In New York, community colleges seeking to bolster student success and center educational equity need not go it alone. Thanks to grants from Jobs for the Future (JFF) and its partners, institutions can work with the New York State Student Success Coaching Academy for professional development and training of college leaders to help students succeed and support campuses in implementing transformational change.
Based on a national training program for coaches created by JFF and Achieving the Dream, the Coaching Academy is a statewide program grounded in the American Association of Community Colleges’ (AACC) Guided Pathways Project, which promotes structured programs and extensive advising to support student completion of a degree or credential. Housed within New York State’s Student Success Center, which is hosted by the State University of New York (SUNY) System, the Coaching Academy launched in 2019 with a cohort of 19 college leaders in various campus roles, ranging from administration to faculty. A second cohort of 14 leaders is currently in the Coaching Academy, and a third cohort is planned for next spring.
“This is not only an effort to improve student success overall,” said Andrea Wade, provost and vice president for academic services at Monroe Community College, who serves on the Coaching Academy’s leadership team. “It’s explicitly about equity and about reducing some gaps” among students of color, first-generation students and those eligible for financial aid.
A coaching curriculum
The Coaching Academy is a six-month program that runs from January to June, with participants engaging in learning that has become fully remote since the pandemic. Instruction includes eight synchronous peer learning sessions via Zoom and six asynchronous peer learning modules in Blackboard.
Participants, referred to as coaches, meet virtually each month in groups with their instructors and mentor coaches, who come from a range of state institutions, to practice coaching skills and discuss coaching scenarios. Participants also agree to become peer mentor coaches with another college or facilitate a workshop or institute for SUNY or the Student Success Center.
So that college leaders understand crucial aspects of ensuring student success, the syllabus includes AACC’s Pathways Coaching Guide and a video presentation “Beginning with the End in Mind” by Michael Baston, president of Rockland Community College and chair of the Coaching Academy’s leadership team. Modules focus on such topics as equity-minded coaching, using data in coaching, coaching communication strategies, mindfulness in coaching and developing your coaching approach. Coaches typically devote two to four hours engaging in the program each month.
To assess and evaluate their learning, participants take pre, midpoint and post program surveys, and they keep a coaching reflection journal. They ultimately gain an understanding of how organizational coaching can support student success, learn effective coaching skills to support project management, and develop thoughtful and intentional approaches for engaging with their coaching projects.
Once they complete the program, coaches receive a professional development certificate, and they may be asked to support institutions with their coaching skills, for which they are typically paid an honorarium. Such coaching can be for long-term projects focused on guided pathways, supporting developmental education and helping institutions implement multiple measures placements so students can enroll in credit-bearing courses.
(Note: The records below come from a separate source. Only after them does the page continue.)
#[cfg(test)]
mod tests {
    use super::*;
    use crate::task::table::{init_for_test, with_table};

    fn minimal_elf() -> alloc::vec::Vec<u8> {
        crate::task::test_support::build_minimal_elf(0x2000, &[0x13, 0x00, 0x00, 0x00])
    }

    #[test]
    fn send_then_recv_signal_roundtrips() {
        init_for_test();
        with_table(|table| {
            let a = table.spawn_from_image(&minimal_elf(), 0, 0, "a").unwrap();
            let b = table.spawn_from_image(&minimal_elf(), 0, 0, "b").unwrap();
            let cap = capability::mint(a, b).unwrap();

            let outcome = send(table, a, cap, MessageType::Signal, 42, 0, false).unwrap();
            assert_eq!(outcome, SendOutcome::Delivered);

            let b_self = table.get(b).unwrap().capability_list[0];
            match recv(table, b, b_self, false, VirtAddr::new(0), VirtAddr::new(0), VirtAddr::new(0), VirtAddr::new(0)).unwrap() {
                RecvOutcome::Received(msg) => {
                    assert_eq!(msg.source_pid, a);
                    assert_eq!(msg.payload, 42);
                }
                RecvOutcome::Blocked => panic!("expected a message"),
            }
        });
    }

    #[test]
    fn send_to_unknown_capability_is_denied() {
        init_for_test();
        with_table(|table| {
            let bogus = Capability { high: 1, low: 1 };
            let a = table.spawn_from_image(&minimal_elf(), 0, 0, "a").unwrap();
            assert_eq!(
                send(table, a, bogus, MessageType::Signal, 0, 0, false),
                Err(IpcError::PermissionDenied)
            );
        });
    }

    #[test]
    fn non_blocking_recv_on_empty_queue_is_empty_error() {
        init_for_test();
        with_table(|table| {
            let a = table.spawn_from_image(&minimal_elf(), 0, 0, "a").unwrap();
            let a_self = table.get(a).unwrap().capability_list[0];
            assert_eq!(
                recv(table, a, a_self, false, VirtAddr::new(0), VirtAddr::new(0), VirtAddr::new(0), VirtAddr::new(0)),
                Err(IpcError::Empty)
            );
        });
    }

    #[test]
    fn blocking_recv_on_empty_queue_parks_receiver() {
        init_for_test();
        with_table(|table| {
            let a = table.spawn_from_image(&minimal_elf(), 0, 0, "a").unwrap();
            let a_self = table.get(a).unwrap().capability_list[0];
            assert_eq!(
                recv(table, a, a_self, true, VirtAddr::new(0), VirtAddr::new(0), VirtAddr::new(0), VirtAddr::new(0)),
                Ok(RecvOutcome::Blocked)
            );
            assert_eq!(
                table.get(a).unwrap().state,
                TaskState::BlockedRecv {
                    queue: a,
                    out_pid: VirtAddr::new(0),
                    out_type: VirtAddr::new(0),
                    out_payload: VirtAddr::new(0),
                    out_meta: VirtAddr::new(0),
                }
            );
        });
    }

    #[test]
    fn blocked_sender_is_redelivered_once_queue_drains() {
        init_for_test();
        with_table(|table| {
            let a = table.spawn_from_image(&minimal_elf(), 0, 0, "a").unwrap();
            let b = table.spawn_from_image(&minimal_elf(), 0, 0, "b").unwrap();
            let cap = capability::mint(a, b).unwrap();

            for i in 0..crate::ipc::queue::QUEUE_CAPACITY {
                let outcome = send(table, a, cap, MessageType::Int, i as u64, 0, true).unwrap();
                assert_eq!(outcome, SendOutcome::Delivered);
            }
            let outcome = send(table, a, cap, MessageType::Int, 999, 0, true).unwrap();
            assert_eq!(outcome, SendOutcome::Blocked);
            assert!(matches!(table.get(a).unwrap().state, TaskState::BlockedSend { .. }));

            let b_self = table.get(b).unwrap().capability_list[0];
            recv(table, b, b_self, false, VirtAddr::new(0), VirtAddr::new(0), VirtAddr::new(0), VirtAddr::new(0)).unwrap();

            assert_eq!(table.get(a).unwrap().state, TaskState::Ready);
            assert_eq!(table.get(b).unwrap().message_queue.len(), crate::ipc::queue::QUEUE_CAPACITY);
        });
    }

    #[test]
    fn pointer_send_shares_backing_frame() {
        init_for_test();
        with_table(|table| {
            let a = table.spawn_from_image(&minimal_elf(), 0, 0, "a").unwrap();
            let b = table.spawn_from_image(&minimal_elf(), 0, 0, "b").unwrap();
            let cap = capability::mint(a, b).unwrap();

            let a_root = table.get(a).unwrap().owning_address_space;
            let phys = PageMapper::new(a_root).translate(VirtAddr::new(0x2000)).unwrap();
            let before = memory::refcount(phys);

            let outcome = send(table, a, cap, MessageType::Pointer, 0x2000, PAGE_SIZE as u64, false).unwrap();
            assert_eq!(outcome, SendOutcome::Delivered);
            assert_eq!(memory::refcount(phys), before + 1);

            let b_self = table.get(b).unwrap().capability_list[0];
            match recv(table, b, b_self, false, VirtAddr::new(0), VirtAddr::new(0), VirtAddr::new(0), VirtAddr::new(0)).unwrap() {
                RecvOutcome::Received(msg) => {
                    let b_root = table.get(b).unwrap().owning_address_space;
                    let dest = VirtAddr::new(msg.payload as usize).align_down(PAGE_SIZE);
                    assert_eq!(PageMapper::new(b_root).translate(dest), Some(phys));
                }
                RecvOutcome::Blocked => panic!("expected a message"),
            }
        });
    }

    #[test]
    fn data_send_copies_into_a_fresh_frame() {
        init_for_test();
        with_table(|table| {
            let a = table.spawn_from_image(&minimal_elf(), 0, 0, "a").unwrap();
            let b = table.spawn_from_image(&minimal_elf(), 0, 0, "b").unwrap();
            let cap = capability::mint(a, b).unwrap();

            let a_root = table.get(a).unwrap().owning_address_space;
            let src_phys = PageMapper::new(a_root).translate(VirtAddr::new(0x2000)).unwrap();

            send(table, a, cap, MessageType::Data, 0x2000, 64, false).unwrap();
            let b_self = table.get(b).unwrap().capability_list[0];
            match recv(table, b, b_self, false, VirtAddr::new(0), VirtAddr::new(0), VirtAddr::new(0), VirtAddr::new(0)).unwrap() {
                RecvOutcome::Received(msg) => {
                    let b_root = table.get(b).unwrap().owning_address_space;
                    let dest = VirtAddr::new(msg.payload as usize).align_down(PAGE_SIZE);
                    let dest_phys = PageMapper::new(b_root).translate(dest).unwrap();
                    assert_ne!(dest_phys, src_phys);

                    let src_byte = unsafe { *phys_to_safe(src_phys).as_ptr::<u8>() };
                    let dst_byte = unsafe { *phys_to_safe(dest_phys).as_ptr::<u8>() };
                    assert_eq!(src_byte, dst_byte);
                }
                RecvOutcome::Blocked => panic!("expected a message"),
            }
        });
    }

    #[test]
    fn pointer_send_rejects_zero_metadata() {
        init_for_test();
        with_table(|table| {
            let a = table.spawn_from_image(&minimal_elf(), 0, 0, "a").unwrap();
            let b = table.spawn_from_image(&minimal_elf(), 0, 0, "b").unwrap();
            let cap = capability::mint(a, b).unwrap();
            assert_eq!(
                send(table, a, cap, MessageType::Pointer, 0x2000, 0, false),
                Err(IpcError::InvalidArgument)
            );
        });
    }

    #[test]
    fn data_send_rejects_metadata_over_a_page() {
        init_for_test();
        with_table(|table| {
            let a = table.spawn_from_image(&minimal_elf(), 0, 0, "a").unwrap();
            let b = table.spawn_from_image(&minimal_elf(), 0, 0, "b").unwrap();
            let cap = capability::mint(a, b).unwrap();
            assert_eq!(
                send(table, a, cap, MessageType::Data, 0x2000, PAGE_SIZE as u64 + 1, false),
                Err(IpcError::InvalidArgument)
            );
        });
    }

    #[test]
    fn data_send_rejects_zero_metadata() {
        init_for_test();
        with_table(|table| {
            let a = table.spawn_from_image(&minimal_elf(), 0, 0, "a").unwrap();
            let b = table.spawn_from_image(&minimal_elf(), 0, 0, "b").unwrap();
            let cap = capability::mint(a, b).unwrap();
            assert_eq!(
                send(table, a, cap, MessageType::Data, 0x2000, 0, false),
                Err(IpcError::InvalidArgument)
            );
        });
    }

    #[test]
    fn pointer_send_with_multi_page_metadata_shares_every_page() {
        init_for_test();
        with_table(|table| {
            let a = table.spawn_from_image(&minimal_elf(), 0, 0, "a").unwrap();
            let b = table.spawn_from_image(&minimal_elf(), 0, 0, "b").unwrap();
            let cap = capability::mint(a, b).unwrap();

            let a_root = table.get(a).unwrap().owning_address_space;
            let first_page = VirtAddr::new(0x90000);
            let second_page = VirtAddr::new(0x91000);
            let mut a_mapper = PageMapper::new(a_root);
            a_mapper
                .alloc_and_map(first_page, PteFlags::READ | PteFlags::WRITE | PteFlags::USER)
                .unwrap();
            a_mapper
                .alloc_and_map(second_page, PteFlags::READ | PteFlags::WRITE | PteFlags::USER)
                .unwrap();
            let phys0 = a_mapper.translate(first_page).unwrap();
            let phys1 = a_mapper.translate(second_page).unwrap();

            let outcome = send(
                table,
                a,
                cap,
                MessageType::Pointer,
                first_page.as_u64(),
                (2 * PAGE_SIZE) as u64,
                false,
            )
            .unwrap();
            assert_eq!(outcome, SendOutcome::Delivered);

            let b_self = table.get(b).unwrap().capability_list[0];
            match recv(table, b, b_self, false, VirtAddr::new(0), VirtAddr::new(0), VirtAddr::new(0), VirtAddr::new(0)).unwrap() {
                RecvOutcome::Received(msg) => {
                    let b_root = table.get(b).unwrap().owning_address_space;
                    let dest0 = VirtAddr::new(msg.payload as usize).align_down(PAGE_SIZE);
                    let dest1 = VirtAddr::new(dest0.as_usize() + PAGE_SIZE);
                    assert_eq!(PageMapper::new(b_root).translate(dest0), Some(phys0));
                    assert_eq!(PageMapper::new(b_root).translate(dest1), Some(phys1));
                }
                RecvOutcome::Blocked => panic!("expected a message"),
            }
        });
    }

    #[test]
    fn pointer_send_with_unmapped_second_page_is_invalid_argument() {
        init_for_test();
        with_table(|table| {
            let a = table.spawn_from_image(&minimal_elf(), 0, 0, "a").unwrap();
            let b = table.spawn_from_image(&minimal_elf(), 0, 0, "b").unwrap();
            let cap = capability::mint(a, b).unwrap();

            let a_root = table.get(a).unwrap().owning_address_space;
            let isolated_page = VirtAddr::new(0x80000);
            PageMapper::new(a_root)
                .alloc_and_map(isolated_page, PteFlags::READ | PteFlags::WRITE | PteFlags::USER)
                .unwrap();

            assert_eq!(
                send(
                    table,
                    a,
                    cap,
                    MessageType::Pointer,
                    isolated_page.as_u64(),
                    (2 * PAGE_SIZE) as u64,
                    false
                ),
                Err(IpcError::InvalidArgument)
            );
        });
    }
}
Coaching assignments may also include shorter engagements, such as stand-alone workshops or institutes.
To apply for the program, coaches must:
- Have at least five years of experience in higher education.
- Have a master’s or a terminal degree or 10 years of professional experience.
- Work at or recently retired from a SUNY, City University of New York or JFF Student Success Center Network State Institution.
- Complete a program application, provide their CV and submit a letter of support from their college president, provost or vice president.
“We wanted them to be well established professionally because they have to deal with a wide range of individuals at the colleges where they coach,” Wade said.
A trustworthy partner
Jennifer Miller, executive director of the New York State Student Success Center and SUNY assistant vice chancellor for community colleges, who also serves on the Coaching Academy leadership team, emphasized that the coach is not a consultant.
“It’s someone who can ask powerful questions” and be a trustworthy partner in facilitating discussions, she said. A coach, she added, simply helps college leaders surface their own solutions to challenges around ensuring student success and educational equity.
Miller said the academy seeks to enroll candidates who are credible, trustworthy and have strong interpersonal skills. They are also team players and subject matter experts who are committed to equity, diversity and inclusion. The leadership team makes it a point to select coaches from a diversity of backgrounds, demographics and institutions of varying size.
Testimonials from past participants, like Susan L. Rogers, speak to the strength of the program, which Miller and Wade will discuss in depth on May 20, during their AACC Digital conference session, “Build Capacity for Transformation through Institutional Coaching.” Rogers, associate dean of academic affairs at Dutchess Community College, learned a great deal as part of the first Coaching Academy cohort.
“This was a fantastic and worthwhile experience,” she wrote in one such testimonial. “In addition to the knowledge and skills gained, it was nourishing to spend time with a group of like-minded professionals who want to see positive change happen on our campuses!”